14th Minister of Manpower and Transmigration of the Republic of Indonesia
- In office 29 Maret 1978 – 19 Maret 1983
- President: Suharto
- Preceded by: Subroto
- Succeeded by: Martono Sudomo

3rd Governor of West Sumatra
- In office 1967–1977
- Preceded by: Saputro Brotodirejo
- Succeeded by: Azwar Anas

Personal details
- Born: March 1, 1927 Batavia, Dutch East Indies
- Died: October 19, 2014 (aged 87) Jakarta, Indonesia

= Harun Al Rasyid Zain =

Indonesian politician

Harun Al Rasyid Zain, also known as Datuk Sinaro (Jawi: ; 1 March 1927 – 19 October 2014), was an Indonesian academics, economist and bureaucrat. He served as the Minister of Manpower and Transmigration in the Third Development Cabinet and for two periods (1967-1977) he was the governor of West Sumatra. He was also a Rector of the Andalas University in Padang, Indonesia.

== Personal life ==
Harun Zain is the sixth child of seven brothers from Sutan Muhammad Zain, a Pariangan-birth professor and a prominent language expert. He was born in Jakarta. His childhood was spent in large cities in Java such as Bandung, Batavia (now Jakarta), Yogyakarta and Surabaya as he follows his father who served as a teacher.

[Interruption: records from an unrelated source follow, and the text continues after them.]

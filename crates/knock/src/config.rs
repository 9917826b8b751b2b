// Dispatcher options
// Decision: Follow the AUTH_ env pattern with a KNOCK_ prefix
// Decision: throw_unauthorized_error is tri-state; unset means true, explicit false is honoured

use std::sync::Arc;

use async_trait::async_trait;
use futures::future::BoxFuture;

use crate::carrier::{AuthRequest, AuthResponse};
use crate::schema::Schema;

/// Default cap on request bodies buffered by the axum adapter
pub const DEFAULT_BODY_LIMIT: usize = 64 * 1024;

/// Hook run after every successful login or auth, whatever the schema
#[async_trait]
pub trait ResponseHook: Send + Sync {
    async fn call(
        &self,
        schema: &Schema,
        req: &mut AuthRequest,
        res: &mut AuthResponse,
    ) -> anyhow::Result<()>;
}

#[async_trait]
impl<F> ResponseHook for F
where
    F: for<'a> Fn(&'a Schema, &'a mut AuthRequest, &'a mut AuthResponse) -> BoxFuture<'a, anyhow::Result<()>>
        + Send
        + Sync,
{
    async fn call(
        &self,
        schema: &Schema,
        req: &mut AuthRequest,
        res: &mut AuthResponse,
    ) -> anyhow::Result<()> {
        self(schema, req, res).await
    }
}

/// Construction options for [`crate::Knock`]
#[derive(Clone, Default)]
pub struct KnockOptions {
    pub global_login_response: Option<Arc<dyn ResponseHook>>,
    pub global_auth_response: Option<Arc<dyn ResponseHook>>,
    /// Forward failures to the pipeline (`true`, the default) or only record
    /// them on the request
    pub throw_unauthorized_error: Option<bool>,
    /// Max body bytes the axum adapter buffers
    pub body_limit: Option<usize>,
}

impl KnockOptions {
    pub fn new() -> Self {
        Self::default()
    }

    /// Load options from environment variables
    pub fn from_env() -> Self {
        let throw_unauthorized_error = std::env::var("KNOCK_THROW_UNAUTHORIZED")
            .ok()
            .and_then(|s| parse_bool(&s));

        let body_limit = std::env::var("KNOCK_BODY_LIMIT")
            .ok()
            .and_then(|s| s.parse().ok());

        Self {
            global_login_response: None,
            global_auth_response: None,
            throw_unauthorized_error,
            body_limit,
        }
    }

    pub fn with_global_login_response<F>(mut self, hook: F) -> Self
    where
        F: for<'a> Fn(&'a Schema, &'a mut AuthRequest, &'a mut AuthResponse) -> BoxFuture<'a, anyhow::Result<()>>
            + Send
            + Sync
            + 'static,
    {
        self.global_login_response = Some(Arc::new(hook));
        self
    }

    pub fn with_global_auth_response<F>(mut self, hook: F) -> Self
    where
        F: for<'a> Fn(&'a Schema, &'a mut AuthRequest, &'a mut AuthResponse) -> BoxFuture<'a, anyhow::Result<()>>
            + Send
            + Sync
            + 'static,
    {
        self.global_auth_response = Some(Arc::new(hook));
        self
    }

    pub fn with_throw_unauthorized_error(mut self, throw: bool) -> Self {
        self.throw_unauthorized_error = Some(throw);
        self
    }

    pub fn with_body_limit(mut self, limit: usize) -> Self {
        self.body_limit = Some(limit);
        self
    }

    pub(crate) fn normalize(self) -> Options {
        Options {
            global_login_response: self.global_login_response,
            global_auth_response: self.global_auth_response,
            throw_unauthorized_error: self.throw_unauthorized_error.unwrap_or(true),
            body_limit: self.body_limit.unwrap_or(DEFAULT_BODY_LIMIT),
        }
    }
}

/// Options with defaults applied
pub(crate) struct Options {
    pub global_login_response: Option<Arc<dyn ResponseHook>>,
    pub global_auth_response: Option<Arc<dyn ResponseHook>>,
    pub throw_unauthorized_error: bool,
    pub body_limit: usize,
}

fn parse_bool(s: &str) -> Option<bool> {
    match s.trim().to_lowercase().as_str() {
        "true" | "1" | "yes" => Some(true),
        "false" | "0" | "no" => Some(false),
        _ => None,
    }
}
//! Pluggable login/auth dispatcher for axum middleware pipelines.
//!
//! Callers register named [`Schema`]s implementing a login capability
//! (`knockLogin`: authenticate credentials, establish a session marker)
//! and/or an auth capability (`knockAuth`: validate an existing marker).
//! [`Knock`] hands out middleware that picks a schema per request, runs it,
//! and turns the outcome into a user identity or an [`UnauthorizedError`].
//!
//! ```ignore
//! use knock::{layer::guard, Knock, KnockOptions, Schema};
//!
//! let knock = Knock::new(KnockOptions::from_env());
//! knock.enable(None, password_schema(), true, None)?;
//!
//! let app = Router::new().route(
//!     "/login",
//!     post(login).route_layer(from_fn_with_state(knock.knock_login(None), guard)),
//! );
//! ```
//!
//! Design decisions:
//! - Schemas are descriptors built once; which methods exist is known at registration
//! - The default flag lives in the registry entry, not on the schema
//! - Configuration errors (`KnockError`) are never turned into request failures

pub mod capability;
pub mod carrier;
pub mod config;
pub mod engine;
pub mod error;
pub mod layer;
pub mod middleware;
pub mod registry;
pub mod schema;

pub use capability::{Capability, Method, MethodKind};
pub use carrier::{normalize_user, AuthRequest, AuthResponse};
pub use config::{KnockOptions, ResponseHook};
pub use error::{KnockError, Result, UnauthorizedError};
pub use layer::{guard, Identity, Unauthorized};
pub use middleware::{Flow, Knock, SchemaMiddleware};
pub use registry::SchemaRegistry;
pub use schema::{verifier, HandlerResult, Schema, SchemaBuilder, SchemaHandler, Verifier};
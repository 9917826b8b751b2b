// Error types for the dispatcher
// Decision: Two tiers. KnockError covers configuration bugs, UnauthorizedError request failures
// Decision: UnauthorizedError travels as Arc so the stored and forwarded instance are the same

use std::sync::Arc;

use axum::{
    http::StatusCode,
    response::{IntoResponse, Response},
    Json,
};
use serde::Serialize;
use thiserror::Error;

use crate::capability::Method;

/// Result type alias for dispatcher operations
pub type Result<T> = std::result::Result<T, KnockError>;

/// Message used when a schema leaves neither a user nor an error on the request
pub const UNSET_OUTCOME_MESSAGE: &str =
    "schema must set a user on success or an unauthorized error otherwise";

/// Message used when an unexpected error is wrapped
pub const INTERNAL_ERROR_MESSAGE: &str = "internal error";

/// Request-level authorization failure.
///
/// Raised by schema logic, synthesized by the dispatcher when a schema
/// produces no outcome, or wrapping any other error raised while a schema
/// runs.
#[derive(Debug, Error)]
#[error("{message}")]
pub struct UnauthorizedError {
    message: String,
    schema: Option<String>,
    #[source]
    cause: Option<anyhow::Error>,
}

impl UnauthorizedError {
    pub fn new(schema: Option<&str>, message: impl Into<String>) -> Self {
        Self {
            message: message.into(),
            schema: schema.map(str::to_owned),
            cause: None,
        }
    }

    /// Wrap an unexpected error, keeping it as the cause
    pub fn internal(schema: Option<&str>, cause: anyhow::Error) -> Self {
        Self {
            message: INTERNAL_ERROR_MESSAGE.to_string(),
            schema: schema.map(str::to_owned),
            cause: Some(cause),
        }
    }

    pub fn message(&self) -> &str {
        &self.message
    }

    /// Name of the schema involved, if one was resolved
    pub fn schema(&self) -> Option<&str> {
        self.schema.as_deref()
    }

    pub fn cause(&self) -> Option<&anyhow::Error> {
        self.cause.as_ref()
    }

    pub fn is_internal(&self) -> bool {
        self.cause.is_some()
    }

    /// 401 with a JSON error body
    pub fn to_response(&self) -> Response {
        (
            StatusCode::UNAUTHORIZED,
            Json(ErrorBody {
                error: self.message.clone(),
                schema: self.schema.clone(),
            }),
        )
            .into_response()
    }
}

impl IntoResponse for UnauthorizedError {
    fn into_response(self) -> Response {
        self.to_response()
    }
}

#[derive(Debug, Serialize)]
struct ErrorBody {
    error: String,
    #[serde(skip_serializing_if = "Option::is_none")]
    schema: Option<String>,
}

/// Errors surfaced by the dispatcher.
///
/// Everything except `Unauthorized` and `Handler` is a configuration error:
/// misuse by the deployment, never translated into an `UnauthorizedError`.
#[derive(Debug, Error)]
pub enum KnockError {
    /// No name given to `enable`/`disable` and none on the schema
    #[error("schema name is required")]
    MissingSchemaName,

    /// The registry holds no schema implementing knockLogin
    #[error("no registered schema implements knockLogin")]
    NoLoginSchema,

    /// The resolver found no schema for the invoked method
    #[error("no schema resolved for {method}")]
    SchemaNotResolved { method: Method },

    /// The resolved schema lacks the invoked method
    #[error("schema '{schema}' does not implement {method}")]
    MethodNotImplemented { schema: String, method: Method },

    /// Request-level failure
    #[error(transparent)]
    Unauthorized(Arc<UnauthorizedError>),

    /// Error raised by a schema handler or hook
    #[error("schema handler failed: {0}")]
    Handler(#[from] anyhow::Error),
}

impl KnockError {
    pub fn schema_not_resolved(method: Method) -> Self {
        KnockError::SchemaNotResolved { method }
    }

    pub fn method_not_implemented(schema: impl Into<String>, method: Method) -> Self {
        KnockError::MethodNotImplemented {
            schema: schema.into(),
            method,
        }
    }

    /// True for deployment bugs that must not be translated into request failures
    pub fn is_configuration(&self) -> bool {
        !matches!(self, KnockError::Unauthorized(_) | KnockError::Handler(_))
    }
}

impl From<UnauthorizedError> for KnockError {
    fn from(err: UnauthorizedError) -> Self {
        KnockError::Unauthorized(Arc::new(err))
    }
}

impl From<Arc<UnauthorizedError>> for KnockError {
    fn from(err: Arc<UnauthorizedError>) -> Self {
        KnockError::Unauthorized(err)
    }
}

impl IntoResponse for KnockError {
    fn into_response(self) -> Response {
        match self {
            KnockError::Unauthorized(err) => err.to_response(),
            other => (
                StatusCode::INTERNAL_SERVER_ERROR,
                Json(ErrorBody {
                    error: other.to_string(),
                    schema: None,
                }),
            )
                .into_response(),
        }
    }
}
// Schema plugin contract
// Decision: A schema is a descriptor of handlers built once, not an object probed at call time
// Decision: Handlers get the schema itself so they can reach its verifier

use std::collections::HashMap;
use std::fmt;
use std::future::Future;
use std::sync::Arc;

use async_trait::async_trait;
use futures::future::BoxFuture;
use serde_json::Value;

use crate::capability::{Capability, Method};
use crate::carrier::{AuthRequest, AuthResponse};

/// Result of a schema handler: an optional user value
pub type HandlerResult = anyhow::Result<Option<Value>>;

/// A single schema method.
///
/// Implement this for handlers that carry state (a session store, an OAuth
/// client). Closures of the right shape implement it automatically.
///
/// Handlers must not finish the response from within knockLogin/knockAuth.
#[async_trait]
pub trait SchemaHandler: Send + Sync {
    async fn call(
        &self,
        schema: &Schema,
        req: &mut AuthRequest,
        res: &mut AuthResponse,
    ) -> HandlerResult;
}

#[async_trait]
impl<F> SchemaHandler for F
where
    F: for<'a> Fn(&'a Schema, &'a mut AuthRequest, &'a mut AuthResponse) -> BoxFuture<'a, HandlerResult>
        + Send
        + Sync,
{
    async fn call(
        &self,
        schema: &Schema,
        req: &mut AuthRequest,
        res: &mut AuthResponse,
    ) -> HandlerResult {
        self(schema, req, res).await
    }
}

/// Credential verifier installed on a schema
#[async_trait]
pub trait Verifier: Send + Sync {
    async fn verify(&self, credentials: Value) -> HandlerResult;
}

#[async_trait]
impl<F, Fut> Verifier for F
where
    F: Fn(Value) -> Fut + Send + Sync,
    Fut: Future<Output = HandlerResult> + Send,
{
    async fn verify(&self, credentials: Value) -> HandlerResult {
        self(credentials).await
    }
}

/// Box a verifier for `SchemaRegistry::enable`
pub fn verifier<V: Verifier + 'static>(verifier: V) -> Arc<dyn Verifier> {
    Arc::new(verifier)
}

/// A named set of login/auth handlers
pub struct Schema {
    name: String,
    handlers: HashMap<Method, Arc<dyn SchemaHandler>>,
    verifier: Option<Arc<dyn Verifier>>,
}

impl Schema {
    pub fn builder(name: impl Into<String>) -> SchemaBuilder {
        SchemaBuilder::new(name)
    }

    pub fn name(&self) -> &str {
        &self.name
    }

    pub(crate) fn rename(&mut self, name: &str) {
        self.name = name.to_string();
    }

    pub(crate) fn set_verifier(&mut self, verifier: Arc<dyn Verifier>) {
        self.verifier = Some(verifier);
    }

    pub fn implements(&self, method: Method) -> bool {
        self.handlers.contains_key(&method)
    }

    /// True iff the capability's required method is present
    pub fn supports(&self, capability: Capability) -> bool {
        self.implements(capability.required_method())
    }

    /// Implemented methods, in table order
    pub fn methods(&self) -> Vec<Method> {
        Method::ALL
            .into_iter()
            .filter(|m| self.implements(*m))
            .collect()
    }

    /// Run a method. Absent methods are a no-op returning no user.
    pub async fn call(
        &self,
        method: Method,
        req: &mut AuthRequest,
        res: &mut AuthResponse,
    ) -> HandlerResult {
        match self.handlers.get(&method) {
            Some(handler) => handler.call(self, req, res).await,
            None => Ok(None),
        }
    }

    /// Check credentials with the installed verifier
    pub async fn verify(&self, credentials: Value) -> HandlerResult {
        match &self.verifier {
            Some(verifier) => verifier.verify(credentials).await,
            None => Err(anyhow::anyhow!("schema '{}' has no verifier", self.name)),
        }
    }

    pub fn has_verifier(&self) -> bool {
        self.verifier.is_some()
    }
}

impl fmt::Debug for Schema {
    fn fmt(&self, f: &mut fmt::Formatter<'_>) -> fmt::Result {
        f.debug_struct("Schema")
            .field("name", &self.name)
            .field("methods", &self.methods())
            .field("verifier", &self.verifier.is_some())
            .finish()
    }
}

/// Builds a [`Schema`] one handler at a time
pub struct SchemaBuilder {
    schema: Schema,
}

macro_rules! handler_setters {
    ($($fn_name:ident => $method:ident),* $(,)?) => {
        $(
            pub fn $fn_name<F>(self, handler: F) -> Self
            where
                F: for<'a> Fn(
                        &'a Schema,
                        &'a mut AuthRequest,
                        &'a mut AuthResponse,
                    ) -> BoxFuture<'a, HandlerResult>
                    + Send
                    + Sync
                    + 'static,
            {
                self.handler(Method::$method, handler)
            }
        )*
    };
}

impl SchemaBuilder {
    pub fn new(name: impl Into<String>) -> Self {
        Self {
            schema: Schema {
                name: name.into(),
                handlers: HashMap::new(),
                verifier: None,
            },
        }
    }

    /// Install any handler for a method
    pub fn handler<H: SchemaHandler + 'static>(mut self, method: Method, handler: H) -> Self {
        self.schema.handlers.insert(method, Arc::new(handler));
        self
    }

    handler_setters! {
        knock_login => KnockLogin,
        login => Login,
        login_response => LoginResponse,
        oauth_login => OauthLogin,
        oauth_callback => OauthCallback,
        knock_auth => KnockAuth,
        create => Create,
        auth => Auth,
        auth_response => AuthResponse,
        revoke => Revoke,
    }

    pub fn verify<V: Verifier + 'static>(mut self, verifier: V) -> Self {
        self.schema.verifier = Some(Arc::new(verifier));
        self
    }

    pub fn build(self) -> Schema {
        self.schema
    }
}
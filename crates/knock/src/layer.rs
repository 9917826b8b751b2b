// axum adapter
// Decision: Use with from_fn_with_state(middleware, guard) on route_layer so path params are visible
// Decision: Buffered body is handed back to the inner service untouched

use std::collections::HashMap;
use std::sync::Arc;

use axum::{
    async_trait,
    body::{self, Body, Bytes},
    extract::{FromRequestParts, Query, RawPathParams, Request, State},
    http::{header, request::Parts, StatusCode},
    middleware::Next,
    response::{IntoResponse, Response},
};
use axum_extra::extract::cookie::CookieJar;
use serde_json::{Map, Value};

use crate::carrier::{AuthRequest, AuthResponse};
use crate::error::UnauthorizedError;
use crate::middleware::{Flow, SchemaMiddleware};

/// User established by a knock middleware, stored in request extensions
#[derive(Debug, Clone)]
pub struct Identity(pub Value);

/// Failure recorded on a request when rejections are suppressed.
///
/// Only present on failed requests. Handlers that also serve authenticated
/// requests take `Option<Unauthorized>`; extracting it directly on a request
/// with no failure is a routing mistake and answers 500, like a missing
/// `Extension`.
#[derive(Debug, Clone)]
pub struct Unauthorized(pub Arc<UnauthorizedError>);

#[async_trait]
impl<S> FromRequestParts<S> for Identity
where
    S: Send + Sync,
{
    type Rejection = Response;

    async fn from_request_parts(parts: &mut Parts, _state: &S) -> Result<Self, Self::Rejection> {
        // A recorded failure outranks any user
        if let Some(Unauthorized(err)) = parts.extensions.get::<Unauthorized>() {
            return Err(err.to_response());
        }
        parts
            .extensions
            .get::<Identity>()
            .cloned()
            .ok_or_else(|| UnauthorizedError::new(None, "authentication required").to_response())
    }
}

#[async_trait]
impl<S> FromRequestParts<S> for Unauthorized
where
    S: Send + Sync,
{
    type Rejection = StatusCode;

    async fn from_request_parts(parts: &mut Parts, _state: &S) -> Result<Self, Self::Rejection> {
        parts
            .extensions
            .get::<Unauthorized>()
            .cloned()
            .ok_or(StatusCode::INTERNAL_SERVER_ERROR)
    }
}

/// axum middleware running a [`SchemaMiddleware`]
pub async fn guard(State(mw): State<SchemaMiddleware>, request: Request, next: Next) -> Response {
    let (mut parts, body) = request.into_parts();
    let bytes = match body::to_bytes(body, mw.knock().body_limit()).await {
        Ok(bytes) => bytes,
        Err(e) => {
            tracing::debug!("Failed to buffer request body: {}", e);
            return (StatusCode::BAD_REQUEST, "invalid request body").into_response();
        }
    };

    let mut auth_req = auth_request(&mut parts, &bytes).await;
    let mut auth_res = AuthResponse::with_cookie_jar(CookieJar::from_headers(&parts.headers));

    let flow = mw.handle(&mut auth_req, &mut auth_res).await;
    let (jar, headers, finished) = auth_res.into_parts();

    match flow {
        Err(err) => {
            tracing::error!(method = %mw.method(), "Knock misconfigured: {}", err);
            err.into_response()
        }
        Ok(Flow::Reject(err)) => (headers, jar, err.to_response()).into_response(),
        Ok(Flow::Continue) => {
            if let Some(response) = finished {
                return (headers, jar, response).into_response();
            }

            match auth_req.unauthorized_error() {
                Some(err) => {
                    parts.extensions.insert(Unauthorized(err.clone()));
                }
                None => {
                    if let Some(user) = auth_req.take_user() {
                        parts.extensions.insert(Identity(user));
                    }
                }
            }

            let response = next.run(Request::from_parts(parts, Body::from(bytes))).await;
            (headers, jar, response).into_response()
        }
    }
}

/// Build the carrier from request parts and the buffered body
async fn auth_request(parts: &mut Parts, bytes: &Bytes) -> AuthRequest {
    let params: Vec<(String, String)> = match RawPathParams::from_request_parts(parts, &()).await {
        Ok(raw) => raw
            .iter()
            .map(|(k, v)| (k.to_string(), v.to_string()))
            .collect(),
        Err(_) => Vec::new(),
    };

    let query = Query::<HashMap<String, String>>::try_from_uri(&parts.uri)
        .map(|Query(q)| q)
        .unwrap_or_default();

    let cookies: Vec<(String, String)> = CookieJar::from_headers(&parts.headers)
        .iter()
        .map(|c| (c.name().to_string(), c.value().to_string()))
        .collect();

    AuthRequest::new()
        .with_params(params)
        .with_queries(query)
        .with_cookies(cookies)
        .with_body(parse_body(parts, bytes))
        .with_headers(parts.headers.clone())
}

fn parse_body(parts: &Parts, bytes: &Bytes) -> Map<String, Value> {
    if bytes.is_empty() {
        return Map::new();
    }

    let content_type = parts
        .headers
        .get(header::CONTENT_TYPE)
        .and_then(|v| v.to_str().ok())
        .unwrap_or_default();

    if content_type.starts_with("application/json") {
        match serde_json::from_slice::<Value>(bytes) {
            Ok(Value::Object(map)) => map,
            Ok(_) => Map::new(),
            Err(e) => {
                tracing::debug!("Ignoring malformed JSON body: {}", e);
                Map::new()
            }
        }
    } else if content_type.starts_with("application/x-www-form-urlencoded") {
        url::form_urlencoded::parse(bytes)
            .map(|(k, v)| (k.into_owned(), Value::String(v.into_owned())))
            .collect()
    } else {
        Map::new()
    }
}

Harun Zain died on October 19, 2014, at the age of 87 because of his illness. His body was buried at Kalibata Heroes' Cemetery, Jakarta.

==Career==
Harun Zain attended the University of California at Berkeley in 1958-1960. He started his career in 1961 as a lecturer at Andalas University, Padang, West Sumatra; he commuted from the University of Indonesia to Andalas. In 1962, Zain was appointed dean of the university's Faculty of Economics. In 1964, he became the rector of the Andalas University until year 1966, which was encouraged by West Sumatran figures Chairul Saleh and Hasyim Ning.

In 1966 he was appointed the Governor of West Sumatra for two periods up to 1977. In 1967, Harun Zain inaugurated an Islamic women's university in West Sumatra, at the urging of Rahmah el Yunusiyah. Harun Zain proposed the Army Brigadier General Azwar Anas to become his successor.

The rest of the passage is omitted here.